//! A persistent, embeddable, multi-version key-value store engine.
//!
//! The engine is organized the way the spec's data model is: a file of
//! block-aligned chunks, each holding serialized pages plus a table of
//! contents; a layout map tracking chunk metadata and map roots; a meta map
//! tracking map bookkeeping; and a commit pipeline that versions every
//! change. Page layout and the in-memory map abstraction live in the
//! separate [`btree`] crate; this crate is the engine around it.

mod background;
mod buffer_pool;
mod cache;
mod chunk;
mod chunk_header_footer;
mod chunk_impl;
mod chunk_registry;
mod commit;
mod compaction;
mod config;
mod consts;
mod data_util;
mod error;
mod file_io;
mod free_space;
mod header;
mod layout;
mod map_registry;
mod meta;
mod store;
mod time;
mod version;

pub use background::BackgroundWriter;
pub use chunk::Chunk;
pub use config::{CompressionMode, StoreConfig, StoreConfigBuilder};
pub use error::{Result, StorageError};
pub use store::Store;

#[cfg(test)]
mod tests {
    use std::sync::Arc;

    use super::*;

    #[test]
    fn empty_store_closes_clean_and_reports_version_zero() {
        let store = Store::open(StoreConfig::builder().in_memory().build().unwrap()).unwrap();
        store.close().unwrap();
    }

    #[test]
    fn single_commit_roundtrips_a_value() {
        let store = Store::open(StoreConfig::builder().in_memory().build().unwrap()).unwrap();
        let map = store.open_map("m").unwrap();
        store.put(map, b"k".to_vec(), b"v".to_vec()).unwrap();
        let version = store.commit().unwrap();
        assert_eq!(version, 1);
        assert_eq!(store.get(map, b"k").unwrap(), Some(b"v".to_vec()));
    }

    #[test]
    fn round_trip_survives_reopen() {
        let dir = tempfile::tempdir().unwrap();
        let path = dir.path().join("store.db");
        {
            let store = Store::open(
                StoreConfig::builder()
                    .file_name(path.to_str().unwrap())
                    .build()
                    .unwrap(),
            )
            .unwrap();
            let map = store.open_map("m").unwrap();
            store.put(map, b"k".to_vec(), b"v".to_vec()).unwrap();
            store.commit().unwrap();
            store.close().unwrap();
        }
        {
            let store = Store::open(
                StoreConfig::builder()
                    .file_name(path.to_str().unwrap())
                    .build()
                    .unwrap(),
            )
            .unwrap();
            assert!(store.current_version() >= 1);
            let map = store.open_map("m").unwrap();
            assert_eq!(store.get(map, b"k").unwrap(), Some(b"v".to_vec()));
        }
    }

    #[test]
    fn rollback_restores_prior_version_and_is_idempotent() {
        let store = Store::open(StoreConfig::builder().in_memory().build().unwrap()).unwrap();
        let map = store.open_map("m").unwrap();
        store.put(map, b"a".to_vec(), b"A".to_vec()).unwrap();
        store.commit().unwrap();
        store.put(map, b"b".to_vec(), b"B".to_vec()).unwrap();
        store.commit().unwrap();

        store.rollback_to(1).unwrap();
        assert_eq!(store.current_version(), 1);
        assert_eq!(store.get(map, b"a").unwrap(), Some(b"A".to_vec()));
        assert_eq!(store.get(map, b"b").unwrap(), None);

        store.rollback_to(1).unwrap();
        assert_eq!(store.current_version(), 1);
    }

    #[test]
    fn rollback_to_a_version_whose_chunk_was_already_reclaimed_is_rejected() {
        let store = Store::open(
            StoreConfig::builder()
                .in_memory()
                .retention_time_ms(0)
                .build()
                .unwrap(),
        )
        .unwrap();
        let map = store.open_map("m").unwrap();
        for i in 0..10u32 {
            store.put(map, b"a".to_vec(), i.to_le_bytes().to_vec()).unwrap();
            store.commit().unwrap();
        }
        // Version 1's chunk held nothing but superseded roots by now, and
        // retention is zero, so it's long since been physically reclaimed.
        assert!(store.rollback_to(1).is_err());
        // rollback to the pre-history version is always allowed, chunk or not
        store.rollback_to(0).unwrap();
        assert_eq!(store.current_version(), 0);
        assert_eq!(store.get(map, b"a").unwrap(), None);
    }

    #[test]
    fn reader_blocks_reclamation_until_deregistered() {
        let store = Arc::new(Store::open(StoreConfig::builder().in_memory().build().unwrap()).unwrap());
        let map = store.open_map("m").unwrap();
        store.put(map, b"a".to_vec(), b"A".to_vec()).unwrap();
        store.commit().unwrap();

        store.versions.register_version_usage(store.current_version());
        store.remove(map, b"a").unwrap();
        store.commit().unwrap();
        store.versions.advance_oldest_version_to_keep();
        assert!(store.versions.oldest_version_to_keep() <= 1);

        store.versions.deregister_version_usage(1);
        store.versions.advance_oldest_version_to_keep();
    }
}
☆ ☆ ☆ ☆ ☆ ☆ ☆
■ Work to complete
Copy out the whole listing above, leaving each line exactly as it stands.

■ Completed task
//! A persistent, embeddable, multi-version key-value store engine.
//!
//! The engine is organized the way the spec's data model is: a file of
//! block-aligned chunks, each holding serialized pages plus a table of
//! contents; a layout map tracking chunk metadata and map roots; a meta map
//! tracking map bookkeeping; and a commit pipeline that versions every
//! change. Page layout and the in-memory map abstraction live in the
//! separate [`btree`] crate; this crate is the engine around it.

mod background;
mod buffer_pool;
mod cache;
mod chunk;
mod chunk_header_footer;
mod chunk_impl;
mod chunk_registry;
mod commit;
mod compaction;
mod config;
mod consts;
mod data_util;
mod error;
mod file_io;
mod free_space;
mod header;
mod layout;
mod map_registry;
mod meta;
mod store;
mod time;
mod version;

pub use background::BackgroundWriter;
pub use chunk::Chunk;
pub use config::{CompressionMode, StoreConfig, StoreConfigBuilder};
pub use error::{Result, StorageError};
pub use store::Store;

#[cfg(test)]
mod tests {
    use std::sync::Arc;

    use super::*;

    #[test]
    fn empty_store_closes_clean_and_reports_version_zero() {
        let store = Store::open(StoreConfig::builder().in_memory().build().unwrap()).unwrap();
        store.close().unwrap();
    }

    #[test]
    fn single_commit_roundtrips_a_value() {
        let store = Store::open(StoreConfig::builder().in_memory().build().unwrap()).unwrap();
        let map = store.open_map("m").unwrap();
        store.put(map, b"k".to_vec(), b"v".to_vec()).unwrap();
        let version = store.commit().unwrap();
        assert_eq!(version, 1);
        assert_eq!(store.get(map, b"k").unwrap(), Some(b"v".to_vec()));
    }

    #[test]
    fn round_trip_survives_reopen() {
        let dir = tempfile::tempdir().unwrap();
        let path = dir.path().join("store.db");
        {
            let store = Store::open(
                StoreConfig::builder()
                    .file_name(path.to_str().unwrap())
                    .build()
                    .unwrap(),
            )
            .unwrap();
            let map = store.open_map("m").unwrap();
            store.put(map, b"k".to_vec(), b"v".to_vec()).unwrap();
            store.commit().unwrap();
            store.close().unwrap();
        }
        {
            let store = Store::open(
                StoreConfig::builder()
                    .file_name(path.to_str().unwrap())
                    .build()
                    .unwrap(),
            )
            .unwrap();
            assert!(store.current_version() >= 1);
            let map = store.open_map("m").unwrap();
            assert_eq!(store.get(map, b"k").unwrap(), Some(b"v".to_vec()));
        }
    }

    #[test]
    fn rollback_restores_prior_version_and_is_idempotent() {
        let store = Store::open(StoreConfig::builder().in_memory().build().unwrap()).unwrap();
        let map = store.open_map("m").unwrap();
        store.put(map, b"a".to_vec(), b"A".to_vec()).unwrap();
        store.commit().unwrap();
        store.put(map, b"b".to_vec(), b"B".to_vec()).unwrap();
        store.commit().unwrap();

        store.rollback_to(1).unwrap();
        assert_eq!(store.current_version(), 1);
        assert_eq!(store.get(map, b"a").unwrap(), Some(b"A".to_vec()));
        assert_eq!(store.get(map, b"b").unwrap(), None);

        store.rollback_to(1).unwrap();
        assert_eq!(store.current_version(), 1);
    }

    #[test]
    fn rollback_to_a_version_whose_chunk_was_already_reclaimed_is_rejected() {
        let store = Store::open(
            StoreConfig::builder()
                .in_memory()
                .retention_time_ms(0)
                .build()
                .unwrap(),
        )
        .unwrap();
        let map = store.open_map("m").unwrap();
        for i in 0..10u32 {
            store.put(map, b"a".to_vec(), i.to_le_bytes().to_vec()).unwrap();
            store.commit().unwrap();
        }
        // Version 1's chunk held nothing but superseded roots by now, and
        // retention is zero, so it's long since been physically reclaimed.
        assert!(store.rollback_to(1).is_err());
        // rollback to the pre-history version is always allowed, chunk or not
        store.rollback_to(0).unwrap();
        assert_eq!(store.current_version(), 0);
        assert_eq!(store.get(map, b"a").unwrap(), None);
    }

    #[test]
    fn reader_blocks_reclamation_until_deregistered() {
        let store = Arc::new(Store::open(StoreConfig::builder().in_memory().build().unwrap()).unwrap());
        let map = store.open_map("m").unwrap();
        store.put(map, b"a".to_vec(), b"A".to_vec()).unwrap();
        store.commit().unwrap();

        store.versions.register_version_usage(store.current_version());
        store.remove(map, b"a").unwrap();
        store.commit().unwrap();
        store.versions.advance_oldest_version_to_keep();
        assert!(store.versions.oldest_version_to_keep() <= 1);

        store.versions.deregister_version_usage(1);
        store.versions.advance_oldest_version_to_keep();
    }
}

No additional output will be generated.